[EXTRACTED ENTRIES]
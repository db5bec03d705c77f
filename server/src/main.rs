mod api;
mod config;
mod db;
mod models;
mod schema;
mod telemetry;

use config::Config;
use rezeptbuch_core::{SortPolicy, Taxonomy};
use std::env;
use std::process::ExitCode;
use std::sync::Arc;
use utoipa_swagger_ui::SwaggerUi;

/// Application state shared across all handlers
#[derive(Clone)]
pub struct AppState {
    pub pool: Arc<db::DbPool>,
    pub taxonomy: Arc<Taxonomy>,
    pub sort_policy: SortPolicy,
}

#[tokio::main]
async fn main() -> ExitCode {
    // Check for --openapi flag to dump spec and exit
    if env::args().any(|arg| arg == "--openapi") {
        return match api::openapi().to_pretty_json() {
            Ok(spec) => {
                println!("{}", spec);
                ExitCode::SUCCESS
            }
            Err(e) => {
                eprintln!("Failed to render OpenAPI spec: {}", e);
                ExitCode::FAILURE
            }
        };
    }

    let config = match Config::from_env() {
        Ok(config) => config,
        Err(e) => {
            eprintln!("{}", e);
            return ExitCode::FAILURE;
        }
    };

    telemetry::init(&config.telemetry);

    let pool = match db::create_pool(
        &config.database_url,
        config.pool_size,
        config.busy_timeout_ms,
    ) {
        Ok(pool) => pool,
        Err(e) => {
            tracing::error!("{}", e);
            return ExitCode::FAILURE;
        }
    };

    let state = AppState {
        pool: Arc::new(pool),
        taxonomy: Arc::new(Taxonomy::standard()),
        sort_policy: config.sort_policy,
    };

    let swagger_ui = SwaggerUi::new("/swagger-ui").url("/api-docs/openapi.json", api::openapi());

    let app = api::router()
        .merge(swagger_ui)
        .with_state(state)
        .layer(telemetry::trace_layer());

    let listener = match tokio::net::TcpListener::bind(config.bind_addr).await {
        Ok(listener) => listener,
        Err(e) => {
            tracing::error!("Failed to bind {}: {}", config.bind_addr, e);
            return ExitCode::FAILURE;
        }
    };

    tracing::info!(
        "Server listening on {} (sort policy: {})",
        config.bind_addr,
        config.sort_policy
    );
    tracing::info!("Swagger UI available at http://{}/swagger-ui/", config.bind_addr);

    if let Err(e) = axum::serve(listener, app).await {
        tracing::error!("Server error: {}", e);
        return ExitCode::FAILURE;
    }

    ExitCode::SUCCESS
}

[WORK TO BE COMPLETED] Could you restate every entry verbatim, please?

[RESULT OF THE TASK]
repository db5bec03d705c77f
filename server/src/main.rs
mod api;
mod config;
mod db;
mod models;
mod schema;
mod telemetry;

use config::Config;
use rezeptbuch_core::{SortPolicy, Taxonomy};
use std::env;
use std::process::ExitCode;
use std::sync::Arc;
use utoipa_swagger_ui::SwaggerUi;

/// Application state shared across all handlers
#[derive(Clone)]
pub struct AppState {
    pub pool: Arc<db::DbPool>,
    pub taxonomy: Arc<Taxonomy>,
    pub sort_policy: SortPolicy,
}

#[tokio::main]
async fn main() -> ExitCode {
    // Check for --openapi flag to dump spec and exit
    if env::args().any(|arg| arg == "--openapi") {
        return match api::openapi().to_pretty_json() {
            Ok(spec) => {
                println!("{}", spec);
                ExitCode::SUCCESS
            }
            Err(e) => {
                eprintln!("Failed to render OpenAPI spec: {}", e);
                ExitCode::FAILURE
            }
        };
    }

    let config = match Config::from_env() {
        Ok(config) => config,
        Err(e) => {
            eprintln!("{}", e);
            return ExitCode::FAILURE;
        }
    };

    telemetry::init(&config.telemetry);

    let pool = match db::create_pool(
        &config.database_url,
        config.pool_size,
        config.busy_timeout_ms,
    ) {
        Ok(pool) => pool,
        Err(e) => {
            tracing::error!("{}", e);
            return ExitCode::FAILURE;
        }
    };

    let state = AppState {
        pool: Arc::new(pool),
        taxonomy: Arc::new(Taxonomy::standard()),
        sort_policy: config.sort_policy,
    };

    let swagger_ui = SwaggerUi::new("/swagger-ui").url("/api-docs/openapi.json", api::openapi());

    let app = api::router()
        .merge(swagger_ui)
        .with_state(state)
        .layer(telemetry::trace_layer());

    let listener = match tokio::net::TcpListener::bind(config.bind_addr).await {
        Ok(listener) => listener,
        Err(e) => {
            tracing::error!("Failed to bind {}: {}", config.bind_addr, e);
            return ExitCode::FAILURE;
        }
    };

    tracing::info!(
        "Server listening on {} (sort policy: {})",
        config.bind_addr,
        config.sort_policy
    );
    tracing::info!("Swagger UI available at http://{}/swagger-ui/", config.bind_addr);

    if let Err(e) = axum::serve(listener, app).await {
        tracing::error!("Server error: {}", e);
        return ExitCode::FAILURE;
    }

    ExitCode::SUCCESS
}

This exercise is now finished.